REQUIRED ACTION: Going down the data below, set down exactly the line with "a repeating timer." and each line after it through the line with "has returned because"; no other lines.

GIVEN DATA:
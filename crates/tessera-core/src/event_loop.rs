//! The single-threaded event loop.
//!
//! Everything the toolkit reacts to (terminal bytes, mouse reports, resizes,
//! timers, child-process exits) arrives here as a [`TesseraEvent`]. Producer
//! threads hold an [`EventSender`]; the loop owns the receiving end, a
//! priority queue and the [`TimerManager`], and blocks in exactly one place
//! between events.
//!
//! # Example
//!
//! ```
//! use tessera_core::{ControlFlow, EventLoop, TesseraEvent};
//!
//! let mut event_loop = EventLoop::new();
//! let sender = event_loop.sender();
//! sender.send(TesseraEvent::Input(b"q".to_vec())).unwrap();
//!
//! let mut seen = Vec::new();
//! event_loop
//!     .run(|_, event| {
//!         seen.push(event);
//!         ControlFlow::Exit
//!     })
//!     .unwrap();
//! assert_eq!(seen, vec![TesseraEvent::Input(b"q".to_vec())]);
//! ```

use std::collections::BinaryHeap;
use std::time::Duration;

use crossbeam_channel::{Receiver, RecvTimeoutError, Sender, unbounded};

use crate::error::{Result, TesseraError};
use crate::event::{PrioritizedEvent, TesseraEvent};
use crate::logging::{span_names, targets};
use crate::timer::{TimerId, TimerManager};

/// Whether the loop should keep running after an event was handled.
#[derive(Debug, Clone, Copy, PartialEq, Eq)]
pub enum ControlFlow {
    /// Keep waiting for events.
    Continue,
    /// Leave [`EventLoop::run`].
    Exit,
}

/// A cloneable handle for posting events into an [`EventLoop`] from any
/// thread.
#[derive(Debug, Clone)]
pub struct EventSender {
    inner: Sender<TesseraEvent>,
}

static_assertions::assert_impl_all!(EventSender: Send, Sync);

impl EventSender {
    /// Post an event. Fails once the loop has been dropped.
    pub fn send(&self, event: TesseraEvent) -> Result<()> {
        self.inner
            .send(event)
            .map_err(|_| TesseraError::EventLoopExited)
    }
}

/// The event loop.
pub struct EventLoop {
    sender: Sender<TesseraEvent>,
    receiver: Receiver<TesseraEvent>,
    queue: BinaryHeap<PrioritizedEvent>,
    sequence: u64,
    timers: TimerManager,
    exited: bool,
}

impl Default for EventLoop {
    fn default() -> Self {
        Self::new()
    }
}

impl EventLoop {
    /// Create a new, empty event loop.
    pub fn new() -> Self {
        let (sender, receiver) = unbounded();
        Self {
            sender,
            receiver,
            queue: BinaryHeap::new(),
            sequence: 0,
            timers: TimerManager::new(),
            exited: false,
        }
    }

    /// Get a handle that producer threads use to post events.
    pub fn sender(&self) -> EventSender {
        EventSender {
            inner: self.sender.clone(),
        }
    }

    /// Queue an event from the loop's own thread.
    pub fn post(&mut self, event: TesseraEvent) {
        let sequence = self.sequence;
        self.sequence += 1;
        self.queue.push(PrioritizedEvent::new(event, sequence));
    }

    /// Start a one-shot timer.
    pub fn start_timer(&mut self, duration: Duration) -> TimerId {
        self.timers.start_one_shot(duration)
    }

    /// Start a repeating timer.
    pub fn start_repeating_timer(&mut self, interval: Duration) -> TimerId {
        self.timers.start_repeating(interval)
    }

    /// Stop a timer.
    pub fn stop_timer(&mut self, id: TimerId) -> Result<()> {
        self.timers.stop(id)
    }

    /// Check if a timer is still pending.
    pub fn is_timer_active(&self, id: TimerId) -> bool {
        self.timers.is_active(id)
    }

    /// Whether [`run`](Self::run) has returned because of `Quit` or `Exit`.
    pub fn has_exited(&self) -> bool {
        self.exited
    }

    /// Wait for the next event.
    ///
    /// Blocks until an event is posted, a timer expires, or `timeout`
    /// elapses (`None` waits indefinitely, `Some(Duration::ZERO)` polls).
    /// Returns `None` only on timeout.
    pub fn next_event(&mut self, timeout: Option<Duration>) -> Option<TesseraEvent> {
        self.collect_ready();
        if let Some(next) = self.queue.pop() {
            return Some(next.event);
        }

        let wait = match (timeout, self.timers.time_until_next()) {
            (Some(t), Some(d)) => Some(t.min(d)),
            (t, d) => t.or(d),
        };

        let received = match wait {
            Some(wait) => match self.receiver.recv_timeout(wait) {
                Ok(event) => Some(event),
                Err(RecvTimeoutError::Timeout) => None,
                // We hold a sender, so the channel never disconnects.
                Err(RecvTimeoutError::Disconnected) => None,
            },
            None => self.receiver.recv().ok(),
        };
        if let Some(event) = received {
            self.post(event);
        }

        self.collect_ready();
        self.queue.pop().map(|next| next.event)
    }

    /// Run until a `Quit` event arrives or `handler` returns
    /// [`ControlFlow::Exit`].
    ///
    /// The handler receives the loop itself so it can start and stop timers
    /// or post follow-up events.
    pub fn run<F>(&mut self, mut handler: F) -> Result<()>
    where
        F: FnMut(&mut EventLoop, TesseraEvent) -> ControlFlow,
    {
        if self.exited {
            return Err(TesseraError::EventLoopExited);
        }
        let _span = tracing::debug_span!(target: targets::EVENT_LOOP, span_names::EVENT_LOOP).entered();
        tracing::debug!(target: targets::EVENT_LOOP, "event loop started");

        loop {
            let Some(event) = self.next_event(None) else {
                continue;
            };
            if event == TesseraEvent::Quit {
                tracing::debug!(target: targets::EVENT_LOOP, "quit requested");
                break;
            }
            tracing::trace!(target: targets::EVENT_LOOP, ?event, "dispatching event");
            if handler(self, event) == ControlFlow::Exit {
                break;
            }
        }

        self.exited = true;
        tracing::debug!(target: targets::EVENT_LOOP, "event loop exited");
        Ok(())
    }

    fn collect_ready(&mut self) {
        while let Ok(event) = self.receiver.try_recv() {
            self.post(event);
        }
        for event in self.timers.process_expired() {
            self.post(event);
        }
    }
}
//! Text rendering of widget hierarchies for diagnostics.

use tessera_core::{Result, TesseraError, TreeFormatOptions};

use super::tree::WidgetTree;
use super::WidgetId;

/// Formats a widget hierarchy as an indented tree.
///
/// ```text
/// Window "chat" [WidgetId(1v1)] (Window)
/// ├── Box [WidgetId(2v1)] (Box)
/// │  └── Label [WidgetId(3v1)] (Label)
/// └── Label [WidgetId(4v1)] (Label)
/// ```
#[derive(Debug, Clone, Default)]
pub struct WidgetTreeDebug {
    options: TreeFormatOptions,
}

impl WidgetTreeDebug {
    pub fn new() -> Self {
        Self::default()
    }

    pub fn with_options(options: TreeFormatOptions) -> Self {
        Self { options }
    }

    /// Format every root widget and its descendants.
    pub fn format_all(&self, tree: &WidgetTree) -> String {
        let mut roots: Vec<WidgetId> = tree.ids().filter(|&id| tree.parent(id).is_none()).collect();
        roots.sort();
        let mut output = format!("Widget Tree ({} total widgets):\n", tree.len());
        if roots.is_empty() {
            output.push_str("  (empty)\n");
        }
        for root in roots {
            self.format_into(tree, root, 0, true, &mut output);
        }
        output
    }

    /// Format the subtree rooted at `root`.
    pub fn format_subtree(&self, tree: &WidgetTree, root: WidgetId) -> Result<String> {
        if !tree.contains(root) {
            return Err(TesseraError::InvalidWidget);
        }
        let mut output = String::new();
        self.format_into(tree, root, 0, true, &mut output);
        Ok(output)
    }

    fn format_into(&self, tree: &WidgetTree, id: WidgetId, depth: usize, is_last: bool, output: &mut String) {
        if self.options.max_depth.is_some_and(|max| depth > max) {
            return;
        }
        let Some(base) = tree.base(id) else {
            return;
        };
        let kind = tree.kind_name(id).unwrap_or("?");

        output.push_str(&self.options.prefix(depth, is_last));
        output.push_str(kind);
        if let Some(title) = tree.box_ref(id).and_then(|boxed| boxed.title()) {
            output.push_str(&format!(" \"{title}\""));
        } else if let Some(name) = base.name() {
            output.push_str(&format!(" \"{name}\""));
        }
        if self.options.show_ids {
            output.push_str(&format!(" [{id:?}]"));
        }
        if self.options.show_kinds {
            output.push_str(&format!(" ({kind})"));
        }
        if self.options.show_geometry {
            let g = base.geometry();
            output.push_str(&format!(" @({}, {}) {}x{}", g.left(), g.top(), g.width(), g.height()));
        }
        if !base.is_visible() {
            output.push_str(" hidden");
        }
        output.push('\n');

        let children = base.children();
        let count = children.len();
        for (index, &child) in children.iter().enumerate() {
            self.format_into(tree, child, depth + 1, index + 1 == count, output);
        }
    }
}
//! The window manager.
//!
//! [`WindowManager`] owns the widget tree and places every top-level widget
//! it manages into a [`Workspace`], tracking stacking order, focus history,
//! popup menus and the modal RESIZE/MOVE/WAIT_ON_CHILD states.
//!
//! ```
//! use tessera::Toolkit;
//! use tessera::wm::WindowManager;
//! use tessera_render::Size;
//!
//! let mut wm = WindowManager::new(Toolkit::default(), Size::new(80, 24));
//! let window = wm.tree_mut().new_window("Hello");
//! let label = wm.tree_mut().new_label("world");
//! wm.tree_mut().add_widget(window, label).unwrap();
//! wm.new_window(window).unwrap();
//!
//! assert_eq!(wm.focused_window(), Some(window));
//! // a-m starts moving the focused window.
//! wm.process_input(b"\x1bm");
//! assert!(!wm.mode().is_normal());
//! ```

mod actions;
mod input;
mod manager;
mod mode;
mod node;
mod render;
mod workspace;

pub use manager::{PopupMenu, WindowManager, WmSignals};
pub use mode::InputMode;
pub use node::{Node, NodeId};
pub use workspace::{Workspace, WorkspaceId};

EXERCISE SOLUTION:
    /// Start a repeating timer.
    pub fn start_repeating_timer(&mut self, interval: Duration) -> TimerId {
        self.timers.start_repeating(interval)
    }

    /// Stop a timer.
    pub fn stop_timer(&mut self, id: TimerId) -> Result<()> {
        self.timers.stop(id)
    }

    /// Check if a timer is still pending.
    pub fn is_timer_active(&self, id: TimerId) -> bool {
        self.timers.is_active(id)
    }

    /// Whether [`run`](Self::run) has returned because of `Quit` or `Exit`.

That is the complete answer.